CASE STUDY – This Turkish producer of sanitaryware has boosted its quality so dramatically it’s now a player in the German market. It did so by bringing drastic change to its production system.
Words: Tayfun Gökşen, Plant Manager and Director of Operational Excellence, VitrA – Istanbul, Turkey
Our history stretches back to 1942, when a group of eight people worked tirelessly out of a small workshop in Istanbul to supply Turkey with earthenware products. But it was really after the Second World War that the company had its big break, as demand for ceramic sanitaryware increased. Our first factory opened in 1958.
Over the years, VitrA (which is part of the Eczacıbaşı group of companies) has expanded its product range to include everything you might need in a bathroom, from tap fittings to bathtubs, cabinets to tiles. We started to produce bathroom furniture after the year 2000, as these products became more and more popular, but it was painfully clear we didn’t know the business well enough: in 2007-2008, we started to export to Germany, but our quality wasn’t good enough.

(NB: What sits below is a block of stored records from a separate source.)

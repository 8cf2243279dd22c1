//! Budget and quality reporting over a prepared context
//!
//! Two views used when tuning the window sizes:
//! - [`SizeReport`]: how much smaller the prepared context is than the raw
//!   dataset, in characters and estimated tokens
//! - [`TrendOverview`]: what the weekly trends still say about training
//!   volume, consistency and history depth

use serde::{Deserialize, Serialize};
use std::collections::BTreeSet;

use crate::context::PreparedContext;
use crate::error::Result;
use crate::models::TrainingDataset;
use crate::weekly::WeeklyTrend;

/// Rough JSON token density: ~4 characters per token
const CHARS_PER_TOKEN: usize = 4;

/// Average number of weeks in a month
const WEEKS_PER_MONTH: f64 = 4.33;

pub fn estimate_tokens(text: &str) -> usize {
  text.chars().count() / CHARS_PER_TOKEN
}

/// ---------------------------------------------------------------------------
/// Size Report
/// ---------------------------------------------------------------------------

#[derive(Debug, Clone, PartialEq, Serialize, Deserialize)]
pub struct SizeReport {
  pub raw_chars: usize,
  pub prepared_chars: usize,
  pub raw_tokens: usize,
  pub prepared_tokens: usize,
  /// Percentage saved relative to the raw dataset (negative if it grew)
  pub reduction_pct: f64,
}

impl SizeReport {
  pub fn from_json(raw_json: &str, prepared_json: &str) -> Self {
    let raw_chars = raw_json.chars().count();
    let prepared_chars = prepared_json.chars().count();
    let reduction_pct = if raw_chars > 0 {
      100.0 * (1.0 - prepared_chars as f64 / raw_chars as f64)
    } else {
      0.0
    };

    Self {
      raw_chars,
      prepared_chars,
      raw_tokens: estimate_tokens(raw_json),
      prepared_tokens: estimate_tokens(prepared_json),
      reduction_pct,
    }
  }

  /// Compare compact serializations of the dataset and its prepared context
  pub fn compare(dataset: &TrainingDataset, context: &PreparedContext) -> Result<Self> {
    let raw_json = serde_json::to_string(dataset)?;
    let prepared_json = context.to_json(false)?;
    Ok(Self::from_json(&raw_json, &prepared_json))
  }
}

/// ---------------------------------------------------------------------------
/// Trend Overview
/// ---------------------------------------------------------------------------

#[derive(Debug, Clone, Copy, PartialEq, Eq, Serialize, Deserialize)]
#[serde(rename_all = "snake_case")]
pub enum HistoryDepth {
  /// 6+ months
  Excellent,
  /// 3+ months
  Good,
  /// 2+ months
  Adequate,
  Limited,
}

impl HistoryDepth {
  pub fn from_months(months: f64) -> Self {
    match months {
      m if m >= 6.0 => HistoryDepth::Excellent,
      m if m >= 3.0 => HistoryDepth::Good,
      m if m >= 2.0 => HistoryDepth::Adequate,
      _ => HistoryDepth::Limited,
    }
  }

  pub fn as_str(&self) -> &'static str {
    match self {
      HistoryDepth::Excellent => "excellent",
      HistoryDepth::Good => "good",
      HistoryDepth::Adequate => "adequate",
      HistoryDepth::Limited => "limited",
    }
  }
}

#[derive(Debug, Clone, PartialEq, Serialize, Deserialize)]
pub struct PeakWeek {
  pub week_number: u32,
  pub week_start: chrono::NaiveDate,
  pub total_distance_km: f64,
}

#[derive(Debug, Clone, PartialEq, Serialize, Deserialize)]
pub struct TrendOverview {
  pub total_weeks: usize,
  pub weeks_with_activity: usize,
  pub avg_weekly_activities: f64,
  pub avg_weekly_distance_km: f64,
  pub avg_weekly_duration_hours: f64,
  /// Highest-distance week; earliest wins on ties
  pub peak_week: Option<PeakWeek>,
  pub activity_types: Vec<String>,
  pub months_of_history: f64,
  pub history_depth: HistoryDepth,
}

impl TrendOverview {
  pub fn compute(trends: &[WeeklyTrend]) -> Self {
    let total_weeks = trends.len();
    let weeks_with_activity = trends
      .iter()
      .filter(|w| w.volume.total_activities > 0)
      .count();

    let mean = |pick: fn(&WeeklyTrend) -> f64| -> f64 {
      if total_weeks == 0 {
        0.0
      } else {
        trends.iter().map(pick).sum::<f64>() / total_weeks as f64
      }
    };

    let mut peak_week: Option<&WeeklyTrend> = None;
    for week in trends {
      let better = peak_week.map_or(true, |peak| {
        week.volume.total_distance_km > peak.volume.total_distance_km
      });
      if better {
        peak_week = Some(week);
      }
    }

    let activity_types: BTreeSet<&String> = trends
      .iter()
      .flat_map(|w| w.by_activity_type.counts.keys())
      .collect();

    let months_of_history = total_weeks as f64 / WEEKS_PER_MONTH;

    Self {
      total_weeks,
      weeks_with_activity,
      avg_weekly_activities: mean(|w: &WeeklyTrend| w.volume.total_activities as f64),
      avg_weekly_distance_km: mean(|w: &WeeklyTrend| w.volume.total_distance_km),
      avg_weekly_duration_hours: mean(|w: &WeeklyTrend| w.volume.total_duration_hours),
      peak_week: peak_week.map(|w| PeakWeek {
        week_number: w.week_number,
        week_start: w.week_start,
        total_distance_km: w.volume.total_distance_km,
      }),
      activity_types: activity_types.into_iter().cloned().collect(),
      months_of_history,
      history_depth: HistoryDepth::from_months(months_of_history),
    }
  }
}

/// ---------------------------------------------------------------------------
/// Tests
/// ---------------------------------------------------------------------------

#[cfg(test)]
mod tests {
  use super::*;
  use crate::assert_approx_eq;
  use crate::context::{prepare, PrepareOptions};
  use crate::test_utils::{mock_activity, mock_dataset, ymd};
  use crate::weekly::aggregate_weeks;
  use crate::window::{partition, Cutoffs};

  fn trends_for(activities: &[crate::models::ActivityRecord], trends_days: u32) -> Vec<WeeklyTrend> {
    let cutoffs = Cutoffs::new(ymd(2025, 11, 23), 14, trends_days);
    let split = partition(activities, &cutoffs);
    aggregate_weeks(&split.historical, &[], &cutoffs)
      .iter()
      .map(|w| w.to_trend())
      .collect()
  }

  #[test]
  fn test_estimate_tokens() {
    assert_eq!(estimate_tokens(""), 0);
    assert_eq!(estimate_tokens("abcd"), 1);
    assert_eq!(estimate_tokens("abcdefghij"), 2);
  }

  #[test]
  fn test_size_report_from_json() {
    let report = SizeReport::from_json(&"x".repeat(4000), &"y".repeat(1000));

    assert_eq!(report.raw_tokens, 1000);
    assert_eq!(report.prepared_tokens, 250);
    assert_approx_eq!(report.reduction_pct, 75.0, 1e-9);
  }

  #[test]
  fn test_size_report_empty_raw() {
    let report = SizeReport::from_json("", "{}");
    assert_eq!(report.reduction_pct, 0.0);
  }

  #[test]
  fn test_size_report_compare() {
    let activities = (15..80)
      .map(|d| mock_activity("running", ymd(2025, 11, 23) - chrono::Duration::days(d), 8000.0, 2700.0))
      .collect();
    let dataset = mock_dataset(activities, vec![]);
    let context = prepare(&dataset, &PrepareOptions::for_date(ymd(2025, 11, 23)));

    let report = SizeReport::compare(&dataset, &context).unwrap();

    assert!(report.prepared_chars < report.raw_chars);
    assert!(report.reduction_pct > 0.0);
  }

  #[test]
  fn test_overview_volume_and_peak() {
    // Arrange: two active weeks, the October one is bigger
    let activities = vec![
      mock_activity("running", ymd(2025, 9, 3), 10000.0, 3600.0),
      mock_activity("cycling", ymd(2025, 10, 14), 40000.0, 7200.0),
      mock_activity("swimming", ymd(2025, 10, 16), 2000.0, 3600.0),
    ];
    let trends = trends_for(&activities, 90);

    // Act
    let overview = TrendOverview::compute(&trends);

    // Assert
    assert_eq!(overview.total_weeks, 11);
    assert_eq!(overview.weeks_with_activity, 2);
    assert_approx_eq!(overview.avg_weekly_activities, 3.0 / 11.0, 1e-9);
    assert_approx_eq!(overview.avg_weekly_distance_km, 52.0 / 11.0, 1e-9);
    assert_approx_eq!(overview.avg_weekly_duration_hours, 4.0 / 11.0, 1e-9);

    let peak = overview.peak_week.unwrap();
    assert_eq!(peak.week_start, ymd(2025, 10, 13));
    assert_eq!(peak.total_distance_km, 42.0);
    assert_eq!(overview.activity_types, vec!["cycling", "running", "swimming"]);
  }

  #[test]
  fn test_overview_empty_trends() {
    let overview = TrendOverview::compute(&[]);

    assert_eq!(overview.total_weeks, 0);
    assert_eq!(overview.avg_weekly_distance_km, 0.0);
    assert!(overview.peak_week.is_none());
    assert!(overview.activity_types.is_empty());
    assert_eq!(overview.history_depth, HistoryDepth::Limited);
  }

  #[test]
  fn test_overview_peak_tie_keeps_earliest() {
    let trends = trends_for(&[], 90);

    let overview = TrendOverview::compute(&trends);

    // All weeks are empty: the first one is the peak
    assert_eq!(overview.peak_week.unwrap().week_number, 1);
  }

  #[test]
  fn test_history_depth_thresholds() {
    assert_eq!(HistoryDepth::from_months(6.5), HistoryDepth::Excellent);
    assert_eq!(HistoryDepth::from_months(3.0), HistoryDepth::Good);
    assert_eq!(HistoryDepth::from_months(2.5), HistoryDepth::Adequate);
    assert_eq!(HistoryDepth::from_months(1.0), HistoryDepth::Limited);

    // 90-day trends produce 11 weeks: ~2.5 months
    let overview = TrendOverview::compute(&trends_for(&[], 90));
    assert_eq!(overview.history_depth, HistoryDepth::Adequate);

    // 180-day trends: 24 weeks here, ~5.5 months
    let overview = TrendOverview::compute(&trends_for(&[], 180));
    assert_eq!(overview.history_depth, HistoryDepth::Good);
    assert_eq!(overview.history_depth.as_str(), "good");
  }
}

To tap into this growing market, we needed know-how – which in 2009 led us to acquire a German company with a lot of expertise in this sector. Today, we are thriving: we sell our products through a network of over 2,000 sales points (we do a lot of work with DIY stores and big projects) and we export to 70 countries. And Germany is one of our biggest markets.
We were in a good place, in the sense we didn’t need to find customers. Our problem was to meet their demands for high quality and fast delivery. The only way for us to do this was to transform our factory to become more efficient and to be able to adapt to changes in the market. That’s how we got to know lean thinking.
They say you need a crisis to establish a lean culture. At the end of the 2000s, we had two factories (one for bathroom products and one for kitchen products) and they were both losing money. In 2010 we decided to combine them, and over the following two years we doubled production, but our gross margin remained very low. Additionally, our lead-times were long and typically unreliable, there were quality issues with our products (often resulting in customer complaints) and we had a lot of stock. Everybody was tired of everything back then! Management was unhappy, operators were unhappy, and our customers were unhappy.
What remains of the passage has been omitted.